Por Sabrina Nascimento | São Paulo

O Brasil está pronto para avançar na produção de biocombustíveis para navios e aviões. Porém, decisão da Organização Marítima Internacional (IMO, na sigla em inglês) de adiar por um ano a definição de metas globais obrigatórias de descarbonização do transporte marítimo trouxe frustração e cautela ao setor.

O adiamento do primeiro sistema global de precificação de carbono do transporte marítimo, previsto no quadro Net-Zero, é visto por especialistas como resultado de táticas de postergação. Sendo o primeiro do mundo, o mecanismo exigiria que os navios pagassem taxas pelo descumprimento de metas de intensidade de carbono gradualmente crescentes, o que, de acordo com estimativas, deve gerar até US$ 15 bilhões por ano em financiamento a partir de 2030. 

No entanto, Estados Unidos (EUA), Arábia Saudita, Rússia e outros países produtores de petróleo adotaram uma prática de atraso processual. A moção de adiamento foi apresentada, em reunião na última semana, por Singapura e submetida à votação pela Arábia Saudita. 

Alguns delegados acreditam que suspender as negociações dará aos países mais tempo para chegar a um consenso sobre esta importante lei climática. Outros temem que os Estados Unidos — que chegaram a ameaçar tarifas e sanções a países em desenvolvimento que apoiassem o acordo — ampliem a pressão para adiar sua adoção definitiva.
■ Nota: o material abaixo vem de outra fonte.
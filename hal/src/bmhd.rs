//! # Boot-Mode Headers
//!
//! After reset the boot firmware scans fixed flash locations for a valid
//! boot-mode header before it lets the reset core run: the header names
//! the user-code start address, carries the boot-mode index, and protects
//! both behind a checksum pair (value plus bitwise inverse) and a fixed
//! confirmation code. Four header slots exist, each with an original and
//! a copy location.
//!
//! Header construction and its self-consistency rules are ordinary
//! arithmetic and fully testable; only the placement into the `.bmhd_*`
//! sections is a link-time concern.

use bitflags::bitflags;

// ============================================================================
// Constants
// ============================================================================

/// Identification code every valid header carries.
pub const BMHD_ID: u16 = 0xB359;

/// Fixed confirmation code at the end of the header.
pub const CONFIRMATION_CODE: u32 = 0x4321_1234;

/// Default user-code start address (first program flash bank).
pub const DEFAULT_START_ADDRESS: u32 = 0xA000_0000;

bitflags! {
    /// Boot-mode index: how the firmware starts the part.
    #[derive(Debug, Clone, Copy, PartialEq, Eq)]
    pub struct BootModeIndex: u16 {
        /// Ignore the hardware configuration pins.
        const PIN_DISABLE     = 1 << 0;
        /// Start from internal flash.
        const START_INTERNAL  = 1 << 1;
        /// The mode field of this header is valid.
        const MODE_VALID      = 1 << 2;
        /// Lockstep enable, core pair 0.
        const LOCKSTEP_CORE0  = 1 << 3;
        /// Lockstep enable, core pair 1.
        const LOCKSTEP_CORE1  = 1 << 4;
        /// Lockstep enable, core pair 2.
        const LOCKSTEP_CORE2  = 1 << 5;
        /// Run the logic BIST before releasing the reset core.
        const LBIST_ENABLE    = 1 << 6;
    }
}

impl BootModeIndex {
    /// The shipping configuration: internal start, all lockstep pairs
    /// on, LBIST off.
    pub const APPLICATION: Self = Self::START_INTERNAL
        .union(Self::MODE_VALID)
        .union(Self::LOCKSTEP_CORE0)
        .union(Self::LOCKSTEP_CORE1)
        .union(Self::LOCKSTEP_CORE2);
}

// ============================================================================
// Header structure
// ============================================================================

/// The flash-resident boot-mode header; layout is fixed by the boot
/// firmware (confirmation code at offset 0x1F0).
#[repr(C)]
pub struct BootModeHeader {
    /// Boot-mode index.
    pub bmi: u16,
    /// Header identification ([`BMHD_ID`]).
    pub bmhdid: u16,
    /// User-code start address.
    pub stad: u32,
    /// Check result over the first eight bytes.
    pub crc: u32,
    /// Bitwise inverse of [`Self::crc`].
    pub crc_inv: u32,
    /// Reserved up to offset 0x1F0.
    pub reserved: [u32; 120],
    /// Fixed confirmation code ([`CONFIRMATION_CODE`]).
    pub confirmation: u32,
}

impl BootModeHeader {
    /// Build a header for a start address and boot mode; the checksum
    /// pair is derived from the leading eight bytes.
    pub const fn new(stad: u32, bmi: BootModeIndex) -> Self {
        let bmi = bmi.bits();
        let head = [
            bmi as u8,
            (bmi >> 8) as u8,
            BMHD_ID as u8,
            (BMHD_ID >> 8) as u8,
            stad as u8,
            (stad >> 8) as u8,
            (stad >> 16) as u8,
            (stad >> 24) as u8,
        ];
        let crc = crc32(&head);

        Self {
            bmi,
            bmhdid: BMHD_ID,
            stad,
            crc,
            crc_inv: !crc,
            reserved: [0; 120],
            confirmation: CONFIRMATION_CODE,
        }
    }

    /// The header the application images ship with.
    pub const fn application() -> Self {
        Self::new(DEFAULT_START_ADDRESS, BootModeIndex::APPLICATION)
    }

    /// Whether the checksum pair and codes are self-consistent.
    pub const fn is_valid(&self) -> bool {
        self.bmhdid == BMHD_ID
            && self.confirmation == CONFIRMATION_CODE
            && self.crc ^ self.crc_inv == u32::MAX
    }
}

// ============================================================================
// Checksum
// ============================================================================

/// CRC-32 (IEEE, reflected) over a byte slice.
pub const fn crc32(bytes: &[u8]) -> u32 {
    const POLY: u32 = 0xEDB8_8320;

    let mut crc = u32::MAX;
    let mut i = 0;
    while i < bytes.len() {
        crc ^= bytes[i] as u32;
        let mut bit = 0;
        while bit < 8 {
            crc = if crc & 1 != 0 {
                (crc >> 1) ^ POLY
            } else {
                crc >> 1
            };
            bit += 1;
        }
        i += 1;
    }
    !crc
}

// ============================================================================
// Flash images
// ============================================================================

// The boot firmware reads the headers from fixed locations; the linker
// script maps each .bmhd_* section there.
#[cfg(target_arch = "tricore")]
mod images {
    use super::BootModeHeader;

    #[used]
    #[link_section = ".bmhd_0_orig"]
    static BMHD_0_ORIG: BootModeHeader = BootModeHeader::application();

    #[used]
    #[link_section = ".bmhd_1_orig"]
    static BMHD_1_ORIG: BootModeHeader = BootModeHeader::application();

    #[used]
    #[link_section = ".bmhd_0_copy"]
    static BMHD_0_COPY: BootModeHeader = BootModeHeader::application();

    #[used]
    #[link_section = ".bmhd_1_copy"]
    static BMHD_1_COPY: BootModeHeader = BootModeHeader::application();
}

#[cfg(test)]
mod tests {
    use super::*;
    use core::mem::{offset_of, size_of};

    #[test]
    fn header_is_self_consistent() {
        let header = BootModeHeader::application();
        assert!(header.is_valid());
        assert_eq!(header.stad, DEFAULT_START_ADDRESS);
        assert_eq!(header.crc ^ header.crc_inv, u32::MAX);
    }

    #[test]
    fn layout_matches_the_firmware_contract() {
        assert_eq!(offset_of!(BootModeHeader, stad), 0x4);
        assert_eq!(offset_of!(BootModeHeader, confirmation), 0x1F0);
        assert_eq!(size_of::<BootModeHeader>(), 0x1F4);
    }

    #[test]
    fn checksum_is_deterministic_and_input_sensitive() {
        let a = BootModeHeader::new(0xA000_0000, BootModeIndex::APPLICATION);
        let b = BootModeHeader::new(0xA000_0000, BootModeIndex::APPLICATION);
        let c = BootModeHeader::new(0xA010_0000, BootModeIndex::APPLICATION);
        assert_eq!(a.crc, b.crc);
        assert_ne!(a.crc, c.crc);
    }

    #[test]
    fn crc32_known_vector() {
        // The classic check value for "123456789".
        assert_eq!(crc32(b"123456789"), 0xCBF4_3926);
    }

    #[test]
    fn application_mode_bits() {
        // Internal start, mode valid, three lockstep pairs: 0x3E.
        assert_eq!(BootModeIndex::APPLICATION.bits(), 0x003E);
    }
}
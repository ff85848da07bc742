//! # Watchdogs & ENDINIT Protection
//!
//! Safety-gated registers (vector base, flash timing, clock and PLL
//! configuration) are writable only while the matching ENDINIT bit is
//! clear. Two lock domains exist:
//!
//! - the calling core's watchdog guards core-local registers
//!   ([`EndinitGuard`]);
//! - the safety watchdog guards SCU/CCU/PLL and power registers
//!   ([`SafetyEndinitGuard`]).
//!
//! Both guards follow the hardware's password protocol: a password access
//! opens the modify window, a modify access writes the new ENDINIT state,
//! and a bounded spin confirms the hardware took it. Dropping the guard
//! relocks; the single exit path is the `Drop` impl, so no early return
//! can leak an open window.
//!
//! The unlock sequence is not reentrant across interrupt preemption on
//! the same core. In this layer it only runs from initialization code
//! before interrupt taking is enabled, which removes the hazard.

use super::{regs, WdtRegs};
use crate::cpu::CoreId;

// ============================================================================
// CON0 / CON1 layout
// ============================================================================

/// CON0.ENDINIT - protected registers locked while set.
pub const CON0_ENDINIT: u32 = 1 << 0;

/// CON0.LCK - CON0 itself locked against modification while set.
pub const CON0_LCK: u32 = 1 << 1;

/// CON0.PW - password field.
pub const CON0_PW_MASK: u32 = 0x0000_FFFC;

/// CON1.DR - disable request; the watchdog stops counting while set.
pub const CON1_DR: u32 = 1 << 3;

// ============================================================================
// Password protocol
// ============================================================================

/// Clear ENDINIT on one watchdog instance.
fn clear_endinit(wdt: &WdtRegs) {
    let password = wdt.con0.read() & CON0_PW_MASK;

    // Password access: current password, LCK cleared, ENDINIT set.
    wdt.con0.write(password | CON0_ENDINIT);
    // Modify access: relock CON0 with ENDINIT cleared.
    wdt.con0.write(password | CON0_LCK);

    wdt.con0.wait_clear(CON0_ENDINIT);
}

/// Set ENDINIT on one watchdog instance.
fn set_endinit(wdt: &WdtRegs) {
    let password = wdt.con0.read() & CON0_PW_MASK;

    wdt.con0.write(password | CON0_ENDINIT);
    wdt.con0.write(password | CON0_LCK | CON0_ENDINIT);

    wdt.con0.wait_set(CON0_ENDINIT);
}

/// The calling core's watchdog instance.
fn cpu_wdt() -> &'static WdtRegs {
    &regs().wdtcpu[CoreId::current().index()]
}

// ============================================================================
// Scoped unlock guards
// ============================================================================

/// Open ENDINIT window on the calling core's watchdog.
///
/// Guards core-local protected registers (BIV, cache control, flash
/// timing, pad driver strength).
pub struct EndinitGuard(());

impl EndinitGuard {
    /// Clear ENDINIT; it is restored when the guard drops.
    pub fn open() -> Self {
        clear_endinit(cpu_wdt());
        Self(())
    }
}

impl Drop for EndinitGuard {
    fn drop(&mut self) {
        set_endinit(cpu_wdt());
    }
}

/// Open Safety-ENDINIT window on the safety watchdog.
///
/// Guards the SCU clock, PLL and power registers.
pub struct SafetyEndinitGuard(());

impl SafetyEndinitGuard {
    /// Clear Safety-ENDINIT; it is restored when the guard drops.
    pub fn open() -> Self {
        clear_endinit(&regs().wdts);
        Self(())
    }
}

impl Drop for SafetyEndinitGuard {
    fn drop(&mut self) {
        set_endinit(&regs().wdts);
    }
}

// ============================================================================
// Watchdog disable
// ============================================================================

/// Disable the safety watchdog.
///
/// Called once by the reset core before any long-running initialization.
pub fn disable_safety_watchdog() {
    let scu = regs();
    let _window = SafetyEndinitGuard::open();
    scu.wdts.con1.set_bits(CON1_DR);
}

/// Disable the calling core's watchdog.
pub fn disable_cpu_watchdog() {
    let _window = EndinitGuard::open();
    cpu_wdt().con1.set_bits(CON1_DR);
}

#[cfg(test)]
mod tests {
    use super::*;
    use crate::sim;

    #[test]
    fn guard_opens_and_restores_endinit() {
        let _guard = sim::lock();
        sim::set_current_core(0);
        let wdt = cpu_wdt();

        {
            let _window = EndinitGuard::open();
            assert_eq!(wdt.con0.read() & CON0_ENDINIT, 0);
        }
        assert_ne!(wdt.con0.read() & CON0_ENDINIT, 0);
    }

    #[test]
    fn safety_guard_targets_the_safety_instance() {
        let _guard = sim::lock();
        let scu = regs();

        {
            let _window = SafetyEndinitGuard::open();
            assert_eq!(scu.wdts.con0.read() & CON0_ENDINIT, 0);
            // The per-core instance is untouched.
            assert_ne!(scu.wdtcpu[0].con0.read() & CON0_ENDINIT, 0);
        }
        assert_ne!(scu.wdts.con0.read() & CON0_ENDINIT, 0);
    }

    #[test]
    fn disable_requests_are_latched() {
        let _guard = sim::lock();
        sim::set_current_core(1);
        disable_cpu_watchdog();
        assert_ne!(regs().wdtcpu[1].con1.read() & CON1_DR, 0);

        disable_safety_watchdog();
        assert_ne!(regs().wdts.con1.read() & CON1_DR, 0);
        sim::set_current_core(0);
    }
}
Papel do Brasil na transição energética global

Apesar do impasse internacional, o Brasil surge como um dos países mais bem posicionados para liderar a nova fronteira dos biocombustíveis sustentáveis. Segundo estudo da Boston Consulting Group (BCG), o país reúne uma combinação de vantagens naturais, industriais e tecnológicas para capturar uma fatia relevante do mercado global de energia limpa.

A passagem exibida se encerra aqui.